### [What the exercise asks]
The string "clara" may appear in lines of the listing. Report each line where it does.

### [Data to process]
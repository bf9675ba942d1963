//! Process and sweep command implementations.

use super::parse_id;
use crate::app::App;
use crate::cli::Output;
use crate::orchestrator::ProcessOutcome;
use anyhow::Result;
use uuid::Uuid;

/// Run the process command.
pub async fn run_process(id: &str, app: &App) -> Result<()> {
    process_with_progress(app, parse_id(id)?).await
}

/// Process one document behind a progress bar.
pub(super) async fn process_with_progress(app: &App, id: Uuid) -> Result<()> {
    let pb = Output::progress_bar(100, "Starting...");
    let reporter = Output::progress_reporter(&pb);

    let result = app.orchestrator.process_document(id, &reporter).await;
    pb.finish_and_clear();

    match result {
        Ok(ProcessOutcome::Completed { chunks, embedded }) => {
            Output::success(&format!("Document {} is ready", id));
            Output::kv("Chunks", &chunks.to_string());
            Output::kv("Embedded", &embedded.to_string());
            if embedded < chunks {
                Output::warning(
                    "Some chunks have no embedding and will not appear in searches. \
                     Check that an OpenAI key is set with 'roteiro settings set --openai-key'.",
                );
            }
            Ok(())
        }
        Ok(ProcessOutcome::AlreadyRunning) => {
            Output::warning(&format!("Document {} is already being processed.", id));
            Ok(())
        }
        Err(e) => {
            Output::error(&format!("Processing failed: {}", e));
            Err(e.into())
        }
    }
}

/// Run the sweep command.
pub async fn run_sweep(app: &App) -> Result<()> {
    let spinner = Output::spinner("Looking for stale documents...");
    let report = app.orchestrator.process_stale_documents().await;
    spinner.finish_and_clear();

    if report.found == 0 {
        Output::info("No stale documents found.");
        return Ok(());
    }

    Output::header("Stale documents");
    Output::kv("Found", &report.found.to_string());
    Output::kv("Completed", &report.completed.to_string());
    Output::kv("Skipped", &report.skipped.to_string());
    Output::kv("Failed", &report.failed.to_string());

    if report.failed > 0 {
        Output::warning("Failed documents were marked as error.");
    }

    Ok(())
}
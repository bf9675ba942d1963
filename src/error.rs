//! Error types for Roteiro.

use thiserror::Error;

/// Library-level error type for Roteiro operations.
#[derive(Error, Debug)]
pub enum RoteiroError {
    #[error("Configuration error: {0}")]
    Config(String),

    #[error("Not found: {0}")]
    NotFound(String),

    #[error("Unsupported file type: {0}. Only PDF, DOC, DOCX, and TXT are supported.")]
    UnsupportedFormat(String),

    #[error("Text extraction failed: {0}")]
    ExtractionFailed(String),

    #[error("{0} API key not configured")]
    MissingCredential(String),

    #[error("{provider} API error ({status}): {message}")]
    Provider {
        provider: String,
        status: u16,
        message: String,
    },

    #[error("No content received from {0}")]
    EmptyResponse(String),

    #[error("Embedding generation failed: {0}")]
    Embedding(String),

    #[error("Persistence failed: {0}")]
    Persistence(String),

    #[error("Storage error: {0}")]
    Storage(String),

    #[error("Invalid input: {0}")]
    InvalidInput(String),

    #[error("IO error: {0}")]
    Io(#[from] std::io::Error),

    #[error("JSON error: {0}")]
    Json(#[from] serde_json::Error),

    #[error("TOML parse error: {0}")]
    TomlParse(#[from] toml::de::Error),

    #[error("HTTP error: {0}")]
    Http(reqwest::Error),
}

impl From<reqwest::Error> for RoteiroError {
    /// Request URLs can carry credentials, so they are dropped.
    fn from(err: reqwest::Error) -> Self {
        RoteiroError::Http(err.without_url())
    }
}

impl From<rusqlite::Error> for RoteiroError {
    fn from(err: rusqlite::Error) -> Self {
        RoteiroError::Persistence(err.to_string())
    }
}

/// Result type alias for Roteiro operations.
pub type Result<T> = std::result::Result<T, RoteiroError>;
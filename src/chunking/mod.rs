//! Text chunking for embedding and retrieval.
//!
//! Splits extracted book text into overlapping fixed-size windows that prefer
//! to end on a sentence or line boundary.

use crate::config::ChunkingSettings;
use crate::error::{Result, RoteiroError};
use serde::{Deserialize, Serialize};
use std::ops::Range;

/// A chunk of text from a document, before or after embedding.
#[derive(Debug, Clone, PartialEq, Serialize, Deserialize)]
pub struct TextChunk {
    /// Position of this chunk in the document (0-based, contiguous).
    pub index: usize,
    /// Trimmed text content.
    pub content: String,
    /// Embedding vector, absent when generation was skipped or failed.
    pub embedding: Option<Vec<f32>>,
}

impl TextChunk {
    /// Create a new chunk without an embedding.
    pub fn new(index: usize, content: String) -> Self {
        Self {
            index,
            content,
            embedding: None,
        }
    }

    /// Whether an embedding is attached.
    pub fn is_embedded(&self) -> bool {
        self.embedding.is_some()
    }
}

/// Configuration for chunking, in characters.
#[derive(Debug, Clone, Copy)]
pub struct ChunkingConfig {
    /// Nominal chunk length.
    pub chunk_size: usize,
    /// Characters shared with the previous chunk.
    pub overlap: usize,
}

impl ChunkingConfig {
    /// Reject configurations that could not make progress.
    pub fn validate(&self) -> Result<()> {
        if self.chunk_size == 0 {
            return Err(RoteiroError::InvalidInput(
                "chunk_size must be greater than zero".to_string(),
            ));
        }
        if self.overlap >= self.chunk_size {
            return Err(RoteiroError::InvalidInput(format!(
                "chunk_overlap ({}) must be smaller than chunk_size ({})",
                self.overlap, self.chunk_size
            )));
        }
        Ok(())
    }
}

impl Default for ChunkingConfig {
    fn default() -> Self {
        Self {
            chunk_size: 1000,
            overlap: 200,
        }
    }
}

impl From<&ChunkingSettings> for ChunkingConfig {
    fn from(settings: &ChunkingSettings) -> Self {
        Self {
            chunk_size: settings.chunk_size,
            overlap: settings.chunk_overlap,
        }
    }
}

fn is_boundary(c: char) -> bool {
    matches!(c, '.' | '!' | '?' | '\n')
}

/// Compute the untrimmed character windows the text is cut into.
fn chunk_spans(chars: &[char], config: &ChunkingConfig) -> Vec<Range<usize>> {
    let len = chars.len();
    let half = config.chunk_size / 2;
    let mut spans = Vec::new();
    let mut start = 0;

    while start < len {
        let mut end = start + config.chunk_size;

        if end < len {
            // Only accept a boundary that keeps at least half the nominal length.
            let earliest = start + half + 1;
            if let Some(pos) = (earliest..=end).rev().find(|&i| is_boundary(chars[i])) {
                end = pos + 1;
            }
        } else {
            end = len;
        }

        spans.push(start..end);

        if end >= len {
            break;
        }
        start = end.saturating_sub(config.overlap).max(start + 1);
    }

    spans
}

/// Split text into overlapping chunks.
///
/// Chunks that are empty after trimming are dropped; the remaining chunks are
/// numbered contiguously from 0.
pub fn chunk_text(text: &str, config: &ChunkingConfig) -> Vec<TextChunk> {
    let chars: Vec<char> = text.chars().collect();

    chunk_spans(&chars, config)
        .into_iter()
        .filter_map(|span| {
            let content: String = chars[span].iter().collect();
            let trimmed = content.trim();
            (!trimmed.is_empty()).then(|| trimmed.to_string())
        })
        .enumerate()
        .map(|(index, content)| TextChunk::new(index, content))
        .collect()
}

#[cfg(test)]
mod tests {
    use super::*;

    fn sample_text(sentences: usize) -> String {
        (0..sentences)
            .map(|i| format!("Frase numero {} sobre investimentos e disciplina financeira. ", i))
            .collect()
    }

    #[test]
    fn test_spans_cover_text_without_gaps() {
        let text = sample_text(80);
        let chars: Vec<char> = text.chars().collect();
        let config = ChunkingConfig::default();

        let spans = chunk_spans(&chars, &config);
        assert!(spans.len() > 1);
        assert_eq!(spans.first().unwrap().start, 0);
        assert_eq!(spans.last().unwrap().end, chars.len());

        for pair in spans.windows(2) {
            assert!(pair[1].start < pair[0].end, "gap between {:?} and {:?}", pair[0], pair[1]);
            assert!(pair[1].start > pair[0].start);
        }
        for span in &spans {
            assert!(span.len() <= config.chunk_size + 1);
        }
    }

    #[test]
    fn test_prefers_sentence_boundary() {
        let text = sample_text(80);
        let chunks = chunk_text(&text, &ChunkingConfig::default());

        // Every chunk but the last ends on a full stop.
        for chunk in &chunks[..chunks.len() - 1] {
            assert!(chunk.content.ends_with('.'), "chunk ended with {:?}", chunk.content);
        }
    }

    #[test]
    fn test_hard_cut_when_no_boundary() {
        let text = "a".repeat(2500);
        let config = ChunkingConfig {
            chunk_size: 1000,
            overlap: 200,
        };

        let chunks = chunk_text(&text, &config);
        let lens: Vec<usize> = chunks.iter().map(|c| c.content.len()).collect();
        assert_eq!(lens, vec![1000, 1000, 900]);
    }

    #[test]
    fn test_boundary_too_early_is_ignored() {
        // Only boundary sits at 10% of the window.
        let mut text = "b".repeat(100);
        text.push('.');
        text.push_str(&"c".repeat(1500));

        let chunks = chunk_text(&text, &ChunkingConfig::default());
        assert_eq!(chunks[0].content.chars().count(), 1000);
    }

    #[test]
    fn test_ordinals_are_contiguous_after_dropping_blank_chunks() {
        let mut text = "x".repeat(30);
        text.push_str(&" ".repeat(60));
        text.push_str(&"y".repeat(30));
        let config = ChunkingConfig {
            chunk_size: 20,
            overlap: 5,
        };

        let chunks = chunk_text(&text, &config);
        assert!(chunks.iter().all(|c| !c.content.is_empty()));
        for (i, chunk) in chunks.iter().enumerate() {
            assert_eq!(chunk.index, i);
        }
        // windows fully inside the whitespace run were dropped
        let spans = chunk_spans(&text.chars().collect::<Vec<_>>(), &config);
        assert!(spans.len() > chunks.len());
    }

    #[test]
    fn test_short_text_yields_single_chunk() {
        let chunks = chunk_text("  Um texto curto.  ", &ChunkingConfig::default());
        assert_eq!(chunks.len(), 1);
        assert_eq!(chunks[0].content, "Um texto curto.");
        assert!(chunk_text("", &ChunkingConfig::default()).is_empty());
    }

    #[test]
    fn test_multibyte_text_is_not_split_inside_characters() {
        let text = "ção ".repeat(700);
        let chunks = chunk_text(&text, &ChunkingConfig::default());
        assert!(chunks.len() >= 3);
        assert!(chunks.iter().all(|c| c.content.starts_with(['ç', 'ã', 'o'])));
    }

    #[test]
    fn test_overlap_is_shared_between_neighbours() {
        let text = "z".repeat(1800);
        let chunks = chunk_text(&text, &ChunkingConfig::default());
        assert_eq!(chunks.len(), 2);
        // second window starts 200 characters before the first one ended
        assert_eq!(chunks[1].content.len(), 1000);
    }

    #[test]
    fn test_validate_rejects_overlap_not_smaller_than_size() {
        let config = ChunkingConfig {
            chunk_size: 100,
            overlap: 100,
        };
        assert!(config.validate().is_err());
        assert!(ChunkingConfig { chunk_size: 0, overlap: 0 }.validate().is_err());
        assert!(ChunkingConfig::default().validate().is_ok());
    }
}
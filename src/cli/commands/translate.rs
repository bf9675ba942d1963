//! Translate command implementation.

use super::parse_id;
use super::scripts::print_script;
use crate::app::App;
use crate::cli::Output;
use crate::script::{language_by_code, language_name, TranslationOptions, SUPPORTED_LANGUAGES};
use anyhow::Result;

/// Run the translate command for one script, or a batch when several ids are given.
pub async fn run_translate(
    ids: &[String],
    language: &str,
    options: &TranslationOptions,
    user_id: &str,
    app: &App,
) -> Result<()> {
    let ids = ids.iter().map(|id| parse_id(id)).collect::<Result<Vec<_>>>()?;

    if language_by_code(language).is_none() {
        let known: Vec<&str> = SUPPORTED_LANGUAGES.iter().map(|l| l.code).collect();
        Output::warning(&format!(
            "'{}' is not a listed language ({}); translating anyway.",
            language,
            known.join(", ")
        ));
    }

    if let [id] = ids.as_slice() {
        let spinner = Output::spinner(&format!("Translating to {}...", language_name(language)));
        let result = app.scripts.translate(user_id, *id, language, options).await;
        spinner.finish_and_clear();

        let translation = match result {
            Ok(translation) => translation,
            Err(e) => {
                Output::error(&format!("Translation failed: {}", e));
                return Err(e.into());
            }
        };

        print_script(&translation.script);

        println!();
        Output::kv(
            "Languages",
            &format!("{} -> {}", translation.source_language, translation.target_language),
        );
        Output::kv("Time", &format!("{:.1}s", translation.elapsed_ms as f64 / 1000.0));
        if !translation.parsed {
            Output::warning("The model did not return structured output; metadata was kept untranslated.");
        }
        Output::success("Script marked as final.");
        return Ok(());
    }

    let spinner = Output::spinner(&format!(
        "Translating {} scripts to {}...",
        ids.len(),
        language_name(language)
    ));
    let results = app
        .scripts
        .translate_many(user_id, &ids, language, options)
        .await;
    spinner.finish_and_clear();

    let mut failed = 0;
    for (id, result) in &results {
        match result {
            Ok(translation) => Output::success(&format!(
                "{}  {} ({:.1}s)",
                id,
                translation.script.title,
                translation.elapsed_ms as f64 / 1000.0
            )),
            Err(e) => {
                failed += 1;
                Output::error(&format!("{}  {}", id, e));
            }
        }
    }

    println!();
    Output::kv(
        "Translated",
        &format!("{}/{}", results.len() - failed, results.len()),
    );
    if failed > 0 {
        anyhow::bail!("{} of {} translations failed", failed, results.len());
    }
    Ok(())
}
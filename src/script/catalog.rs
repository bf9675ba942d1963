//! Fixed vocabularies: language styles, environments, and target languages.

use serde::Serialize;

/// Language styles offered for generation, with their descriptions.
pub const LANGUAGE_STYLES: [(&str, &str); 4] = [
    (
        "formal",
        "linguagem formal e profissional, vocabulário cuidadoso e tom respeitoso",
    ),
    (
        "descontraida",
        "linguagem descontraída e próxima, como uma conversa entre amigos",
    ),
    (
        "narrativa",
        "linguagem narrativa, contando uma história com começo, meio e fim",
    ),
    (
        "inspiracional",
        "linguagem inspiradora, que motiva e emociona o espectador",
    ),
];

/// Video environments offered for generation, with their descriptions.
pub const ENVIRONMENTS: [(&str, &str); 4] = [
    (
        "calmo",
        "ambiente calmo e acolhedor, ritmo tranquilo e reflexivo",
    ),
    (
        "suspense",
        "ambiente de suspense, criando tensão e curiosidade até a revelação",
    ),
    (
        "motivacional",
        "ambiente motivacional e energético, com ritmo intenso",
    ),
    (
        "educativo",
        "ambiente educativo, explicando conceitos de forma clara e didática",
    ),
];

const NEUTRAL_STYLE: &str = "linguagem clara e acessível";
const NEUTRAL_ENVIRONMENT: &str = "ambiente neutro e informativo";

pub fn style_description(style: &str) -> &'static str {
    lookup(&LANGUAGE_STYLES, style).unwrap_or(NEUTRAL_STYLE)
}

pub fn environment_description(environment: &str) -> &'static str {
    lookup(&ENVIRONMENTS, environment).unwrap_or(NEUTRAL_ENVIRONMENT)
}

fn lookup(table: &[(&'static str, &'static str)], key: &str) -> Option<&'static str> {
    let key = key.trim().to_lowercase();
    table.iter().find(|(k, _)| *k == key).map(|(_, d)| *d)
}

/// A language scripts can be translated into.
#[derive(Debug, Clone, Copy, PartialEq, Eq, Serialize)]
pub struct Language {
    pub code: &'static str,
    pub name: &'static str,
    pub native_name: &'static str,
}

/// Generated scripts are always written in this language.
pub const SOURCE_LANGUAGE: &str = "pt-BR";

pub const SUPPORTED_LANGUAGES: [Language; 12] = [
    Language { code: "pt-BR", name: "Portuguese (Brazil)", native_name: "Português (Brasil)" },
    Language { code: "en", name: "English", native_name: "English" },
    Language { code: "es", name: "Spanish", native_name: "Español" },
    Language { code: "fr", name: "French", native_name: "Français" },
    Language { code: "de", name: "German", native_name: "Deutsch" },
    Language { code: "it", name: "Italian", native_name: "Italiano" },
    Language { code: "ja", name: "Japanese", native_name: "日本語" },
    Language { code: "ko", name: "Korean", native_name: "한국어" },
    Language { code: "zh", name: "Chinese (Simplified)", native_name: "中文 (简体)" },
    Language { code: "ru", name: "Russian", native_name: "Русский" },
    Language { code: "ar", name: "Arabic", native_name: "العربية" },
    Language { code: "hi", name: "Hindi", native_name: "हिन्दी" },
];

pub fn language_by_code(code: &str) -> Option<&'static Language> {
    SUPPORTED_LANGUAGES
        .iter()
        .find(|lang| lang.code.eq_ignore_ascii_case(code.trim()))
}

/// Native name for `code`, or the code itself when unknown.
pub fn language_name(code: &str) -> String {
    language_by_code(code)
        .map(|lang| lang.native_name.to_string())
        .unwrap_or_else(|| code.to_string())
}
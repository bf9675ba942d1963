//! Chat-completion calls against the supported LLM providers.
//!
//! Every provider is reached with a plain `reqwest` POST and returns the raw
//! completion text. Interpreting that text is left to the caller.

mod anthropic;
mod gemini;
mod openai;

use crate::config::LlmSettings;
use crate::error::{Result, RoteiroError};
use async_trait::async_trait;
use serde::{Deserialize, Serialize};
use std::time::Duration;
use tracing::{info, instrument};

/// Supported LLM providers.
#[derive(Debug, Clone, Copy, Default, PartialEq, Eq, Hash, Serialize, Deserialize)]
#[serde(rename_all = "lowercase")]
pub enum LlmProvider {
    #[default]
    OpenAI,
    Claude,
    Gemini,
}

impl LlmProvider {
    pub const ALL: [LlmProvider; 3] = [LlmProvider::OpenAI, LlmProvider::Claude, LlmProvider::Gemini];

    pub fn as_str(&self) -> &'static str {
        match self {
            LlmProvider::OpenAI => "openai",
            LlmProvider::Claude => "claude",
            LlmProvider::Gemini => "gemini",
        }
    }

    /// Name used in user-facing messages.
    pub fn label(&self) -> &'static str {
        match self {
            LlmProvider::OpenAI => "OpenAI",
            LlmProvider::Claude => "Claude",
            LlmProvider::Gemini => "Gemini",
        }
    }
}

impl std::str::FromStr for LlmProvider {
    type Err = RoteiroError;

    fn from_str(s: &str) -> std::result::Result<Self, Self::Err> {
        match s.trim().to_lowercase().as_str() {
            "openai" => Ok(LlmProvider::OpenAI),
            "claude" | "anthropic" => Ok(LlmProvider::Claude),
            "gemini" | "google" => Ok(LlmProvider::Gemini),
            other => Err(RoteiroError::InvalidInput(format!(
                "Unknown LLM provider: {} (expected openai, claude or gemini)",
                other
            ))),
        }
    }
}

impl std::fmt::Display for LlmProvider {
    fn fmt(&self, f: &mut std::fmt::Formatter<'_>) -> std::fmt::Result {
        f.write_str(self.as_str())
    }
}

/// Token accounting reported by the provider.
#[derive(Debug, Clone, Copy, Default, PartialEq, Eq, Serialize, Deserialize)]
pub struct TokenUsage {
    pub prompt_tokens: u32,
    pub completion_tokens: u32,
    pub total_tokens: u32,
}

impl TokenUsage {
    fn from_parts(prompt_tokens: u32, completion_tokens: u32) -> Self {
        Self {
            prompt_tokens,
            completion_tokens,
            total_tokens: prompt_tokens + completion_tokens,
        }
    }
}

/// Raw completion text plus usage, when reported.
#[derive(Debug, Clone, PartialEq, Serialize)]
pub struct LlmResponse {
    pub content: String,
    pub usage: Option<TokenUsage>,
}

/// Parameters shared by every provider request.
pub(crate) struct CompletionRequest<'a> {
    pub base_url: &'a str,
    pub model: &'a str,
    pub api_key: &'a str,
    pub prompt: &'a str,
    pub temperature: f32,
    pub max_tokens: u32,
}

/// Something that can turn a prompt into completion text.
#[async_trait]
pub trait CompletionBackend: Send + Sync {
    async fn complete(
        &self,
        provider: LlmProvider,
        model: &str,
        api_key: Option<&str>,
        prompt: &str,
    ) -> Result<LlmResponse>;
}

/// HTTP client for the hosted providers.
pub struct LlmClient {
    http: reqwest::Client,
    settings: LlmSettings,
}

impl LlmClient {
    pub fn new(settings: LlmSettings) -> Result<Self> {
        let http = reqwest::Client::builder()
            .timeout(Duration::from_secs(settings.timeout_secs))
            .build()
            .map_err(|e| RoteiroError::Config(format!("Failed to create HTTP client: {}", e)))?;

        Ok(Self { http, settings })
    }

    fn base_url(&self, provider: LlmProvider) -> &str {
        let url = match provider {
            LlmProvider::OpenAI => &self.settings.openai_base_url,
            LlmProvider::Claude => &self.settings.anthropic_base_url,
            LlmProvider::Gemini => &self.settings.gemini_base_url,
        };
        url.trim_end_matches('/')
    }
}

#[async_trait]
impl CompletionBackend for LlmClient {
    #[instrument(skip(self, api_key, prompt), fields(prompt_chars = prompt.len()))]
    async fn complete(
        &self,
        provider: LlmProvider,
        model: &str,
        api_key: Option<&str>,
        prompt: &str,
    ) -> Result<LlmResponse> {
        let api_key = api_key
            .map(str::trim)
            .filter(|k| !k.is_empty())
            .ok_or_else(|| RoteiroError::MissingCredential(provider.label().to_string()))?;

        let request = CompletionRequest {
            base_url: self.base_url(provider),
            model,
            api_key,
            prompt,
            temperature: self.settings.temperature,
            max_tokens: self.settings.max_tokens,
        };

        info!("Requesting completion from {} ({})", provider.label(), model);

        let response = match provider {
            LlmProvider::OpenAI => openai::complete(&self.http, &request).await?,
            LlmProvider::Claude => anthropic::complete(&self.http, &request).await?,
            LlmProvider::Gemini => gemini::complete(&self.http, &request).await?,
        };

        if let Some(usage) = &response.usage {
            info!(
                prompt_tokens = usage.prompt_tokens,
                completion_tokens = usage.completion_tokens,
                "Completion received"
            );
        }
        Ok(response)
    }
}

/// Turn a non-2xx response into a `Provider` error, preferring `error.message`.
pub(crate) async fn provider_error(provider: LlmProvider, response: reqwest::Response) -> RoteiroError {
    let status = response.status().as_u16();
    let body = response
        .text()
        .await
        .unwrap_or_else(|_| "<body unavailable>".to_string());

    let message = serde_json::from_str::<serde_json::Value>(&body)
        .ok()
        .and_then(|v| v.pointer("/error/message")?.as_str().map(str::to_string))
        .unwrap_or(body);

    RoteiroError::Provider {
        provider: provider.label().to_string(),
        status,
        message,
    }
}

/// Reject missing or whitespace-only completion text.
pub(crate) fn non_empty(provider: LlmProvider, content: Option<String>) -> Result<String> {
    content
        .filter(|c| !c.trim().is_empty())
        .ok_or_else(|| RoteiroError::EmptyResponse(provider.label().to_string()))
}

#[cfg(test)]
mod tests {
    use super::*;
    use crate::testing::spawn_server;
    use axum::http::{HeaderMap, StatusCode, Uri};
    use axum::routing::post;
    use axum::{Json, Router};
    use serde_json::{json, Value};

    fn client_for(base_url: &str) -> LlmClient {
        LlmClient::new(LlmSettings {
            openai_base_url: base_url.to_string(),
            anthropic_base_url: base_url.to_string(),
            gemini_base_url: base_url.to_string(),
            ..LlmSettings::default()
        })
        .unwrap()
    }

    #[test]
    fn test_provider_parsing() {
        assert_eq!("OpenAI".parse::<LlmProvider>().unwrap(), LlmProvider::OpenAI);
        assert_eq!("anthropic".parse::<LlmProvider>().unwrap(), LlmProvider::Claude);
        assert_eq!("gemini".parse::<LlmProvider>().unwrap(), LlmProvider::Gemini);
        assert!("mistral".parse::<LlmProvider>().is_err());
        assert_eq!(LlmProvider::Claude.to_string(), "claude");
    }

    #[tokio::test]
    async fn test_missing_key_fails_before_any_request() {
        let client = client_for("http://127.0.0.1:9");

        let err = client
            .complete(LlmProvider::Claude, "claude-3-5-sonnet", None, "oi")
            .await
            .unwrap_err();
        assert_eq!(err.to_string(), "Claude API key not configured");

        let err = client
            .complete(LlmProvider::Gemini, "gemini-1.5-flash", Some("  "), "oi")
            .await
            .unwrap_err();
        assert!(matches!(err, RoteiroError::MissingCredential(_)));
    }

    #[tokio::test]
    async fn test_openai_completion() {
        let router = Router::new().route(
            "/chat/completions",
            post(|headers: HeaderMap, Json(body): Json<Value>| async move {
                assert_eq!(headers["authorization"], "Bearer sk-test");
                assert_eq!(body["model"], "gpt-4o-mini");
                assert_eq!(body["messages"][0]["role"], "user");
                assert_eq!(body["max_tokens"], 4000);
                Json(json!({
                    "choices": [{"message": {"role": "assistant", "content": "roteiro pronto"}}],
                    "usage": {"prompt_tokens": 12, "completion_tokens": 3, "total_tokens": 15}
                }))
            }),
        );
        let base = spawn_server(router).await;

        let response = client_for(&base)
            .complete(LlmProvider::OpenAI, "gpt-4o-mini", Some("sk-test"), "escreva")
            .await
            .unwrap();

        assert_eq!(response.content, "roteiro pronto");
        assert_eq!(response.usage.unwrap().total_tokens, 15);
    }

    #[tokio::test]
    async fn test_claude_completion() {
        let router = Router::new().route(
            "/v1/messages",
            post(|headers: HeaderMap, Json(body): Json<Value>| async move {
                assert_eq!(headers["x-api-key"], "claude-key");
                assert_eq!(headers["anthropic-version"], "2023-06-01");
                assert_eq!(body["messages"][0]["content"], "escreva");
                Json(json!({
                    "content": [{"type": "text", "text": "{\"title\": \"ok\"}"}],
                    "usage": {"input_tokens": 20, "output_tokens": 5}
                }))
            }),
        );
        let base = spawn_server(router).await;

        let response = client_for(&base)
            .complete(LlmProvider::Claude, "claude-3-5-sonnet", Some("claude-key"), "escreva")
            .await
            .unwrap();

        assert_eq!(response.content, "{\"title\": \"ok\"}");
        assert_eq!(response.usage, Some(TokenUsage::from_parts(20, 5)));
    }

    #[tokio::test]
    async fn test_gemini_completion() {
        let router = Router::new().fallback(post(|uri: Uri, headers: HeaderMap, Json(body): Json<Value>| async move {
            assert_eq!(uri.path(), "/v1beta/models/gemini-1.5-flash:generateContent");
            assert_eq!(uri.query(), None);
            assert_eq!(headers["x-goog-api-key"], "g-key");
            assert_eq!(body["contents"][0]["parts"][0]["text"], "escreva");
            assert_eq!(body["generationConfig"]["maxOutputTokens"], 4000);
            Json(json!({
                "candidates": [{"content": {"parts": [{"text": "olá"}]}}],
                "usageMetadata": {"promptTokenCount": 7, "candidatesTokenCount": 2, "totalTokenCount": 9}
            }))
        }));
        let base = spawn_server(router).await;

        let response = client_for(&base)
            .complete(LlmProvider::Gemini, "gemini-1.5-flash", Some("g-key"), "escreva")
            .await
            .unwrap();

        assert_eq!(response.content, "olá");
        assert_eq!(response.usage.unwrap().total_tokens, 9);
    }

    #[tokio::test]
    async fn test_transport_errors_never_reveal_the_key() {
        let secret = "AIzaSy-very-secret-gemini-key";

        for provider in [LlmProvider::Gemini, LlmProvider::OpenAI, LlmProvider::Claude] {
            let err = client_for("http://127.0.0.1:9")
                .complete(provider, "modelo", Some(secret), "oi")
                .await
                .unwrap_err();

            assert!(matches!(err, RoteiroError::Http(_)));
            assert!(!err.to_string().contains(secret));
            assert!(!format!("{:?}", err).contains(secret));
        }
    }

    #[tokio::test]
    async fn test_upstream_error_carries_status_and_message() {
        let router = Router::new().route(
            "/chat/completions",
            post(|| async {
                (
                    StatusCode::UNAUTHORIZED,
                    Json(json!({"error": {"message": "Incorrect API key provided"}})),
                )
            }),
        );
        let base = spawn_server(router).await;

        let err = client_for(&base)
            .complete(LlmProvider::OpenAI, "gpt-4o-mini", Some("sk-bad"), "oi")
            .await
            .unwrap_err();

        match err {
            RoteiroError::Provider { status, message, .. } => {
                assert_eq!(status, 401);
                assert_eq!(message, "Incorrect API key provided");
            }
            other => panic!("unexpected error: {:?}", other),
        }
    }

    #[tokio::test]
    async fn test_empty_content_is_an_error() {
        let router = Router::new().route(
            "/v1/messages",
            post(|| async { Json(json!({"content": []})) }),
        );
        let base = spawn_server(router).await;

        let err = client_for(&base)
            .complete(LlmProvider::Claude, "claude-3-5-sonnet", Some("k"), "oi")
            .await
            .unwrap_err();
        assert!(matches!(err, RoteiroError::EmptyResponse(_)));
    }
}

### [Response]
        "ambiente educativo, explicando conceitos de forma clara e didática",
const NEUTRAL_STYLE: &str = "linguagem clara e acessível";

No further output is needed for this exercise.